** DESCRIPTION OF THE TASK **
Each line from the beginning of the entries below through the line that includes "the default account." must be returned exactly as given.

──────── RECORDS FOR THIS EXERCISE ────────

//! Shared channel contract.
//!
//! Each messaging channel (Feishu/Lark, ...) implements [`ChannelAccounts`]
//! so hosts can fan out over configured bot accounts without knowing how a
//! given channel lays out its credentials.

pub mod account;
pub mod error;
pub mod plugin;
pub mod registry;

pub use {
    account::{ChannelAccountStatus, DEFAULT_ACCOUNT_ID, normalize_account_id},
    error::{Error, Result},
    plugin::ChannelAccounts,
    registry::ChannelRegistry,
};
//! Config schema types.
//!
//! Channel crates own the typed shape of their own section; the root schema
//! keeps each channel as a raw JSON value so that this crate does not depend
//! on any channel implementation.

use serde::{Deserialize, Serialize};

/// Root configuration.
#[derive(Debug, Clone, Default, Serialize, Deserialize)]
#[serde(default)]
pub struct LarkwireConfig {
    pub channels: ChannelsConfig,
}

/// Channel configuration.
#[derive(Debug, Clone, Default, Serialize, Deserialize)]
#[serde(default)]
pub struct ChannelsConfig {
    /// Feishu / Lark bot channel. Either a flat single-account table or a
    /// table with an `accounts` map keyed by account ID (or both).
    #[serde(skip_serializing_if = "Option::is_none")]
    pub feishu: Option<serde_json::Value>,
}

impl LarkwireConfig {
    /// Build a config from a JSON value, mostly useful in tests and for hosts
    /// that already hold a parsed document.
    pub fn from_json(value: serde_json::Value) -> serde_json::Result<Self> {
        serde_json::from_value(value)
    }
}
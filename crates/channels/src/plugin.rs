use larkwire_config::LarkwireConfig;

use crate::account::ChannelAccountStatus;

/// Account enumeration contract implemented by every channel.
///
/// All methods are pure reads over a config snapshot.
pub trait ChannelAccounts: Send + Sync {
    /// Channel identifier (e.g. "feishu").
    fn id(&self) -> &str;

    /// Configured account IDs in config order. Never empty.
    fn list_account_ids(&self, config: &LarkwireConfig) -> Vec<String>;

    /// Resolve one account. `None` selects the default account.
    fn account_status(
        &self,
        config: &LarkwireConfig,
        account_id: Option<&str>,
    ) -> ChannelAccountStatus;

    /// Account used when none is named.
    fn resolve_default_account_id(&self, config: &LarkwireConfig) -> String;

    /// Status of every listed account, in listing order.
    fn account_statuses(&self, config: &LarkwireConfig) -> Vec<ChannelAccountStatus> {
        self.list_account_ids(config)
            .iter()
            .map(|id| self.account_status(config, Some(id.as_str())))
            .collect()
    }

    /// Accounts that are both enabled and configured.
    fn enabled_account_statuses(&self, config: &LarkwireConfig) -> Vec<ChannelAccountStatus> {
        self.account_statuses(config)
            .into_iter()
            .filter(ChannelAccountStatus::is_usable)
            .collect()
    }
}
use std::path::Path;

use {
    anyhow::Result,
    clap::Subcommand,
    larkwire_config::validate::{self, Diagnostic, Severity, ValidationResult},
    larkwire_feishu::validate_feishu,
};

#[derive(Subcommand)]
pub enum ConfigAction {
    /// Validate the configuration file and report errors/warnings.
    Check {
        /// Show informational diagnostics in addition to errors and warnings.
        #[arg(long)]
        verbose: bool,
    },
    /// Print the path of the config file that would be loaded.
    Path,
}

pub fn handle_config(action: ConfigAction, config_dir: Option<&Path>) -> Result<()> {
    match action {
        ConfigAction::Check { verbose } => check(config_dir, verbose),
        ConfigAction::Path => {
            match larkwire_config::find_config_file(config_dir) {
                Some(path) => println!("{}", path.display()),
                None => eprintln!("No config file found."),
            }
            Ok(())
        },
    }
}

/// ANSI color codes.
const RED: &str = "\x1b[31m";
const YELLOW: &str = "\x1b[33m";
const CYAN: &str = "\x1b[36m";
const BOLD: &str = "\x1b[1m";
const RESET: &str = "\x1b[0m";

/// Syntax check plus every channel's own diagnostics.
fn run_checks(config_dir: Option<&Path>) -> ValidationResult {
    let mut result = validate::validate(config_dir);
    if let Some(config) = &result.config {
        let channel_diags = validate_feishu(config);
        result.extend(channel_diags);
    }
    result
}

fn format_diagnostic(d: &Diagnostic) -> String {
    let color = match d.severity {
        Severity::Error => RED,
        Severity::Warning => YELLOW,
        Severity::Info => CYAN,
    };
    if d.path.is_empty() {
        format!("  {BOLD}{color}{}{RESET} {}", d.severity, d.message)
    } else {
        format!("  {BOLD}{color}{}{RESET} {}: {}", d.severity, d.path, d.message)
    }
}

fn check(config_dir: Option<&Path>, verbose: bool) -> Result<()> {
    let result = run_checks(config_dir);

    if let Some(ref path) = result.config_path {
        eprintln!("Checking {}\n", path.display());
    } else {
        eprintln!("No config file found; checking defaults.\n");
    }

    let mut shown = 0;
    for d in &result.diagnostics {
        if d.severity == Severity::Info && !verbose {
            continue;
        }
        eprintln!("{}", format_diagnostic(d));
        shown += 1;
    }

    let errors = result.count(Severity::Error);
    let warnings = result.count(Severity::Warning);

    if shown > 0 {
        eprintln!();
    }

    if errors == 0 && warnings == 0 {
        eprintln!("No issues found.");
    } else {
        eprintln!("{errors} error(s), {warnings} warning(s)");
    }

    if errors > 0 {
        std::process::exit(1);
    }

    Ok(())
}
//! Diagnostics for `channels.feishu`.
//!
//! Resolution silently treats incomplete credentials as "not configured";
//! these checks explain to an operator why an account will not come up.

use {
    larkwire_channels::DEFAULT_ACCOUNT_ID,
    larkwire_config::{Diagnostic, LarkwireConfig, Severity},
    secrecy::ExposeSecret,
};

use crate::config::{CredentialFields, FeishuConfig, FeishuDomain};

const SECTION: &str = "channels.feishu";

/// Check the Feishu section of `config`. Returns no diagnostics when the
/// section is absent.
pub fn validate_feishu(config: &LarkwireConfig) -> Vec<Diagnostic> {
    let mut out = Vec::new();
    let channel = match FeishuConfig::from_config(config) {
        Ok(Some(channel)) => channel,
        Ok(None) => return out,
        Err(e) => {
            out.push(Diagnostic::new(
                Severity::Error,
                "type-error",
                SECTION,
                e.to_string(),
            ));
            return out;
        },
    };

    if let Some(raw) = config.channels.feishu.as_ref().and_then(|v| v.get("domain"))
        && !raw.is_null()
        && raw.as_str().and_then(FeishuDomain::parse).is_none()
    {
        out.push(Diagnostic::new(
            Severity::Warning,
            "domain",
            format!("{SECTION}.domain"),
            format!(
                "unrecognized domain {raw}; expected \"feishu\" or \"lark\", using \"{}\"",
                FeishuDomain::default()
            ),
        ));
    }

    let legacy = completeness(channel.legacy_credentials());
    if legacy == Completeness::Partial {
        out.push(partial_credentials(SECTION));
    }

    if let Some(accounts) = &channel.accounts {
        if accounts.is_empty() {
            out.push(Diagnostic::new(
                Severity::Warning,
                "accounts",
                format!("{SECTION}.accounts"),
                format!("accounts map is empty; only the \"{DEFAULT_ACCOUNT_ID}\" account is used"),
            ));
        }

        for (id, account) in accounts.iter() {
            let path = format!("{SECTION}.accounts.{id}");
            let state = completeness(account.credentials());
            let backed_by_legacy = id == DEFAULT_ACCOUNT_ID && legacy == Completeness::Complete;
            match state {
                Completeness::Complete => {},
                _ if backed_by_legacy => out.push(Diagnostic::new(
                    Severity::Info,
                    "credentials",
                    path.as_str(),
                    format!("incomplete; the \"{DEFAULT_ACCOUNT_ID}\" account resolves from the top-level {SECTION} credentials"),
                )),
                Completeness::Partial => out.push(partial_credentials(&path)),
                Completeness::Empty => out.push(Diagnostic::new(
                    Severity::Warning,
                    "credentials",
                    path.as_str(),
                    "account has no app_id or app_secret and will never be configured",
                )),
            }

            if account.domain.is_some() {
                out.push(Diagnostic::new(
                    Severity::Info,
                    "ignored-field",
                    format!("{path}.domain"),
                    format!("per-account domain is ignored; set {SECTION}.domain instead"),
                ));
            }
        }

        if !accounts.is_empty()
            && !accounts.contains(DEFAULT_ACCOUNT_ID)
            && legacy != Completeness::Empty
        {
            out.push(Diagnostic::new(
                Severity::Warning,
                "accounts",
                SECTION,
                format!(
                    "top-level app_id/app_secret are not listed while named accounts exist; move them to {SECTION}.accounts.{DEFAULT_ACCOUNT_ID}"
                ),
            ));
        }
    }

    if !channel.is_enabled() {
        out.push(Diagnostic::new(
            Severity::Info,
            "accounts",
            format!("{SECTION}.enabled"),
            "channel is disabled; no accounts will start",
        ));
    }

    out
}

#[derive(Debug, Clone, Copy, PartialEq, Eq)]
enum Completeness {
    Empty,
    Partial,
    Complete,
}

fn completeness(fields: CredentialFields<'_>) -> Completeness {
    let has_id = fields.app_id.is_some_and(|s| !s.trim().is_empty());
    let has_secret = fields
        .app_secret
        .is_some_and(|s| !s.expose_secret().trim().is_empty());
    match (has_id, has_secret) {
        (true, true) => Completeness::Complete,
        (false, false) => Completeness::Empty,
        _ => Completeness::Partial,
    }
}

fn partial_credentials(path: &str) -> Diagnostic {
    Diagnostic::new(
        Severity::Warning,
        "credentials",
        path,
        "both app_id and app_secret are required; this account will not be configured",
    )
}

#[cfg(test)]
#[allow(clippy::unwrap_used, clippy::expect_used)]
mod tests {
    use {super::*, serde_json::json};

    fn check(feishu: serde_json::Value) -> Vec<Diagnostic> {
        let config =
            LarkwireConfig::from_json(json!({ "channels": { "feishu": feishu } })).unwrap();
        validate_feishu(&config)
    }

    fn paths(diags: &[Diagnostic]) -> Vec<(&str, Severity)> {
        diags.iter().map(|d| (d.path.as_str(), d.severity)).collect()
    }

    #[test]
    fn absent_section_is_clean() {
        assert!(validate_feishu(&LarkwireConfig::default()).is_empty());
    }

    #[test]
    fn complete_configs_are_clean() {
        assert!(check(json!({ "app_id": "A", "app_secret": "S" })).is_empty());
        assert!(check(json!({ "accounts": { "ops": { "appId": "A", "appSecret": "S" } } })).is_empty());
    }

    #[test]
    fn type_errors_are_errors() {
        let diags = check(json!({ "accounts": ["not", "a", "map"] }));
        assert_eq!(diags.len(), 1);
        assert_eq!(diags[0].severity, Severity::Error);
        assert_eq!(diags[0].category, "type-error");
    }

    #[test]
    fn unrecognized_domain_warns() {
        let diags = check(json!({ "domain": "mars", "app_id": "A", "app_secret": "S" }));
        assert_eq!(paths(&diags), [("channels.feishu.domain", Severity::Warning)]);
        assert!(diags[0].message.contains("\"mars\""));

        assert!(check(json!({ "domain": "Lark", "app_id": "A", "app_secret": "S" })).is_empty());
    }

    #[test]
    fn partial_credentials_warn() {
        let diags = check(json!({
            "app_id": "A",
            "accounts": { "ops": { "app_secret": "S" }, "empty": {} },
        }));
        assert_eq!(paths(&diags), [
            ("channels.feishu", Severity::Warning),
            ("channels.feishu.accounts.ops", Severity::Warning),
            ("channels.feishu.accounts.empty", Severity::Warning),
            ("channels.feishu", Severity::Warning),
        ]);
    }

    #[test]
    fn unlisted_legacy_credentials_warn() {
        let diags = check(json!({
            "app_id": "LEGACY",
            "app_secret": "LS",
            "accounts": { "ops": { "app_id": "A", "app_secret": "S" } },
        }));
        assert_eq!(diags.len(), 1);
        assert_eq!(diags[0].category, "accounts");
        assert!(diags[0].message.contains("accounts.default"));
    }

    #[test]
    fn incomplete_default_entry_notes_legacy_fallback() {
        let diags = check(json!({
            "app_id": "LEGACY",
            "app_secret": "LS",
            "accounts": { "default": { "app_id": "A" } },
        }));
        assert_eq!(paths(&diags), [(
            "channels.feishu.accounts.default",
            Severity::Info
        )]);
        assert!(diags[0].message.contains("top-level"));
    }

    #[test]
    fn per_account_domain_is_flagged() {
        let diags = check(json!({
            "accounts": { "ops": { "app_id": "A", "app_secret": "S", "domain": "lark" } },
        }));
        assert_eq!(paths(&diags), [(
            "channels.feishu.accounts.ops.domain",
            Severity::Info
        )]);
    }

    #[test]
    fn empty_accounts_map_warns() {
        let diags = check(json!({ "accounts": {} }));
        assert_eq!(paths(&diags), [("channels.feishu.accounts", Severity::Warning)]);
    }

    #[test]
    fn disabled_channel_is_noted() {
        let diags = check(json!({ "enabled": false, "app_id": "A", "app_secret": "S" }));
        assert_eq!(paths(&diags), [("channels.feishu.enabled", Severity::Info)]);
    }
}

────────

** REPLY **
//! Shared channel contract.
//!
//! Each messaging channel (Feishu/Lark, ...) implements [`ChannelAccounts`]
//! so hosts can fan out over configured bot accounts without knowing how a
//! given channel lays out its credentials.

pub mod account;
pub mod error;
pub mod plugin;
pub mod registry;

pub use {
    account::{ChannelAccountStatus, DEFAULT_ACCOUNT_ID, normalize_account_id},
    error::{Error, Result},
    plugin::ChannelAccounts,
    registry::ChannelRegistry,
};
//! Config schema types.
//!
//! Channel crates own the typed shape of their own section; the root schema
//! keeps each channel as a raw JSON value so that this crate does not depend
//! on any channel implementation.

use serde::{Deserialize, Serialize};

/// Root configuration.
#[derive(Debug, Clone, Default, Serialize, Deserialize)]
#[serde(default)]
pub struct LarkwireConfig {
    pub channels: ChannelsConfig,
}

/// Channel configuration.
#[derive(Debug, Clone, Default, Serialize, Deserialize)]
#[serde(default)]
pub struct ChannelsConfig {
    /// Feishu / Lark bot channel. Either a flat single-account table or a
    /// table with an `accounts` map keyed by account ID (or both).
    #[serde(skip_serializing_if = "Option::is_none")]
    pub feishu: Option<serde_json::Value>,
}

impl LarkwireConfig {
    /// Build a config from a JSON value, mostly useful in tests and for hosts
    /// that already hold a parsed document.
    pub fn from_json(value: serde_json::Value) -> serde_json::Result<Self> {
        serde_json::from_value(value)
    }
}
filename crates/channels/src/plugin.rs
use larkwire_config::LarkwireConfig;

use crate::account::ChannelAccountStatus;

/// Account enumeration contract implemented by every channel.
///
/// All methods are pure reads over a config snapshot.
pub trait ChannelAccounts: Send + Sync {
    /// Channel identifier (e.g. "feishu").
    fn id(&self) -> &str;

    /// Configured account IDs in config order. Never empty.
    fn list_account_ids(&self, config: &LarkwireConfig) -> Vec<String>;

    /// Resolve one account. `None` selects the default account.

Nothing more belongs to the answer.